***** Exercise input *****

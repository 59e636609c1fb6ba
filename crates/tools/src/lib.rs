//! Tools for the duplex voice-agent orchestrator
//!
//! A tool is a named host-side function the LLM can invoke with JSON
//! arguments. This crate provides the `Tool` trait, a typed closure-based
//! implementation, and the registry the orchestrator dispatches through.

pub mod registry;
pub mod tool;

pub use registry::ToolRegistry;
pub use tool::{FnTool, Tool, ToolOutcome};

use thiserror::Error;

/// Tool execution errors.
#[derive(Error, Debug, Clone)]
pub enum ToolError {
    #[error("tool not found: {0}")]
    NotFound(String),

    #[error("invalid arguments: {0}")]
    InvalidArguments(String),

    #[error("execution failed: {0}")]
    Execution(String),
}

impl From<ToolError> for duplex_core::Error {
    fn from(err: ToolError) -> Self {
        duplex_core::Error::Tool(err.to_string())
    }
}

*****
***** Exercise input *****

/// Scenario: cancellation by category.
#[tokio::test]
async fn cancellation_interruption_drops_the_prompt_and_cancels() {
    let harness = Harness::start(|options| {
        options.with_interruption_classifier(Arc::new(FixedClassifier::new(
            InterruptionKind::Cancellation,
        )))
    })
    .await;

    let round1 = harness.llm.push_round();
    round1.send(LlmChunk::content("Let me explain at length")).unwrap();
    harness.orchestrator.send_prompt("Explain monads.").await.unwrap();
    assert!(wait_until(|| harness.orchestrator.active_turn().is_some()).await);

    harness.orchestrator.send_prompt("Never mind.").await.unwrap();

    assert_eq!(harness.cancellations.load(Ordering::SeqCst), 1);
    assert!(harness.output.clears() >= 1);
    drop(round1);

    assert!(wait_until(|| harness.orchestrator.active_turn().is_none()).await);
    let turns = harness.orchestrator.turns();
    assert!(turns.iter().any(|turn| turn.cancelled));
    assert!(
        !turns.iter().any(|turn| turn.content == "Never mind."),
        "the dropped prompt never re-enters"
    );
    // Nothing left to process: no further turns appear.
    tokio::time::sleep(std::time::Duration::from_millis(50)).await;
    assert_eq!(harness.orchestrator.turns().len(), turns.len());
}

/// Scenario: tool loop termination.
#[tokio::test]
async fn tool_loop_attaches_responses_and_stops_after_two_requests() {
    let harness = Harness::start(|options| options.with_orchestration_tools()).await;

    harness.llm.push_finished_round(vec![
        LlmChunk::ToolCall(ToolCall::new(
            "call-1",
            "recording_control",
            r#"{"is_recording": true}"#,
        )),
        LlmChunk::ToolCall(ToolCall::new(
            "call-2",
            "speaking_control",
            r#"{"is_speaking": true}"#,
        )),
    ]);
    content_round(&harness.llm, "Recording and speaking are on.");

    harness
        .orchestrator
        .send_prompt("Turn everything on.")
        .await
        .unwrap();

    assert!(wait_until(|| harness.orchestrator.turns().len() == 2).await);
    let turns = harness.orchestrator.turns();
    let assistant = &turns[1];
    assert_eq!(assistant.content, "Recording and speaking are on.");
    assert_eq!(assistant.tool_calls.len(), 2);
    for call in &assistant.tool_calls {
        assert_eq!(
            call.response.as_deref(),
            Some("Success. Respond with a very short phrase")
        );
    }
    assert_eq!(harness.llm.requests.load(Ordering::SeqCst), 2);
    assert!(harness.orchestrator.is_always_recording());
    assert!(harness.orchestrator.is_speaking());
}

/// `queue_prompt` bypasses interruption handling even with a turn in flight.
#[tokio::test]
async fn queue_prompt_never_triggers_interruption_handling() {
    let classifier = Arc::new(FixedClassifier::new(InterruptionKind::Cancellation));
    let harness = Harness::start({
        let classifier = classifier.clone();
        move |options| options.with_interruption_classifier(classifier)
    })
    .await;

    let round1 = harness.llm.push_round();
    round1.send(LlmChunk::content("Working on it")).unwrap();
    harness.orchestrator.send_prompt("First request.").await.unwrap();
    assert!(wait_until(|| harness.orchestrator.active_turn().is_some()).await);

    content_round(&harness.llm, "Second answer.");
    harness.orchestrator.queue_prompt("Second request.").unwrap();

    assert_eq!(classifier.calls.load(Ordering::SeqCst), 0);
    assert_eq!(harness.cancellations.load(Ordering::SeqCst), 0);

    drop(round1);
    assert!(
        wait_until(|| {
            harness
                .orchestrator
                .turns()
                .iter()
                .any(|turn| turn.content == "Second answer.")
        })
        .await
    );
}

*****
***** Exercise input *****

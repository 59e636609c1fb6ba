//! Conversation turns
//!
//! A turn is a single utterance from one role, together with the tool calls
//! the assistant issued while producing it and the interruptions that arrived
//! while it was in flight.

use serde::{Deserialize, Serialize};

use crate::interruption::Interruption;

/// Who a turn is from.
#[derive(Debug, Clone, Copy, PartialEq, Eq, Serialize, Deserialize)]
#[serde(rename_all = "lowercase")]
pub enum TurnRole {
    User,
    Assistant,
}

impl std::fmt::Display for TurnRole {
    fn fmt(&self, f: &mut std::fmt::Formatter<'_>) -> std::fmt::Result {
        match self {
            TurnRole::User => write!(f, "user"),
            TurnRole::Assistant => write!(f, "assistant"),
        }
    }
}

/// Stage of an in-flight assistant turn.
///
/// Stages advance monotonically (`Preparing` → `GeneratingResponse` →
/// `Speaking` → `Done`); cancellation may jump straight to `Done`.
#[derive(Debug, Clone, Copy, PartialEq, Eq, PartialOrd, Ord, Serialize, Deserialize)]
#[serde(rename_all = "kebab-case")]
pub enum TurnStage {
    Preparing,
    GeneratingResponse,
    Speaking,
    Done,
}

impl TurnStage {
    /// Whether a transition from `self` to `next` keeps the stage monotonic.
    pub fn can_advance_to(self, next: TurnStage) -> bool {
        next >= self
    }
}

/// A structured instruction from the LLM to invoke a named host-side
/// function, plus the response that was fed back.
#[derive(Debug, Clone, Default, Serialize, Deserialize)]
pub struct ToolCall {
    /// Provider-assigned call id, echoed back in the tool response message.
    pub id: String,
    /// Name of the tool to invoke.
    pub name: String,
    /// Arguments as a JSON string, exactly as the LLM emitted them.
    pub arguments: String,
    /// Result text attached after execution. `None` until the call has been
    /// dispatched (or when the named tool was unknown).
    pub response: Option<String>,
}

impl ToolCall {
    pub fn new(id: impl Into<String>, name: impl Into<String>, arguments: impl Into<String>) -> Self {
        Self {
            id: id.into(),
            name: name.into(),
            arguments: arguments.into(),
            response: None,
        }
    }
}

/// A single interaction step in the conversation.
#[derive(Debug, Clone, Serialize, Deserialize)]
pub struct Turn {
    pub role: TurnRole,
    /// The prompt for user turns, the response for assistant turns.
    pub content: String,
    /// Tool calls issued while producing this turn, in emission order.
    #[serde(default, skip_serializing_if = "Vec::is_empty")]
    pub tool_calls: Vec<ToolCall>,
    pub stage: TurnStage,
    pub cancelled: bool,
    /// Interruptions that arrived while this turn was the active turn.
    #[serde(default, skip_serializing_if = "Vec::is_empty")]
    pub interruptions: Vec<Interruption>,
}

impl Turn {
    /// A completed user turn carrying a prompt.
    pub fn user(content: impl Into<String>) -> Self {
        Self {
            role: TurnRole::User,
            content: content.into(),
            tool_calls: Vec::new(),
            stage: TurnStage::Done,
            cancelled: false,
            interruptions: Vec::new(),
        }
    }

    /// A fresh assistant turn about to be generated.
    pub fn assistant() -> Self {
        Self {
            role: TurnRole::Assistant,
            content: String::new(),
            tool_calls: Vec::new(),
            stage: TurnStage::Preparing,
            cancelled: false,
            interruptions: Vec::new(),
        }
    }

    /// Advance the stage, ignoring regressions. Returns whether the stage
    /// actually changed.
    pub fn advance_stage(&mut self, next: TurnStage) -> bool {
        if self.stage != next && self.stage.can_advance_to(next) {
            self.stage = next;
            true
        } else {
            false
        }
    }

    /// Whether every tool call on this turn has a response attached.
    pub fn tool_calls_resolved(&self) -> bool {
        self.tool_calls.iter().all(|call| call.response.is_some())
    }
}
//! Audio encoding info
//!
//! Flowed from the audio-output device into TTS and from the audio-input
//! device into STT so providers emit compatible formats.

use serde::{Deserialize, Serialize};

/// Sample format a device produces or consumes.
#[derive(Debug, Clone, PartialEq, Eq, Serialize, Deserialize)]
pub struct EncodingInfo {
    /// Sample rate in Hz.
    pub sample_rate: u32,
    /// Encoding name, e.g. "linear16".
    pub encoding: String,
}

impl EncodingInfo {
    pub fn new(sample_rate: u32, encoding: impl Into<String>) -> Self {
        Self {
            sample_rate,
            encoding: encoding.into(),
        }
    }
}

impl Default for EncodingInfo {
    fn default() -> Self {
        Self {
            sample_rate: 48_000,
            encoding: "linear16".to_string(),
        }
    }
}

*****

Brief | Lines in the records above that contain the word "write" need to be counted; the reply is that number and nothing else.

Expected output | 2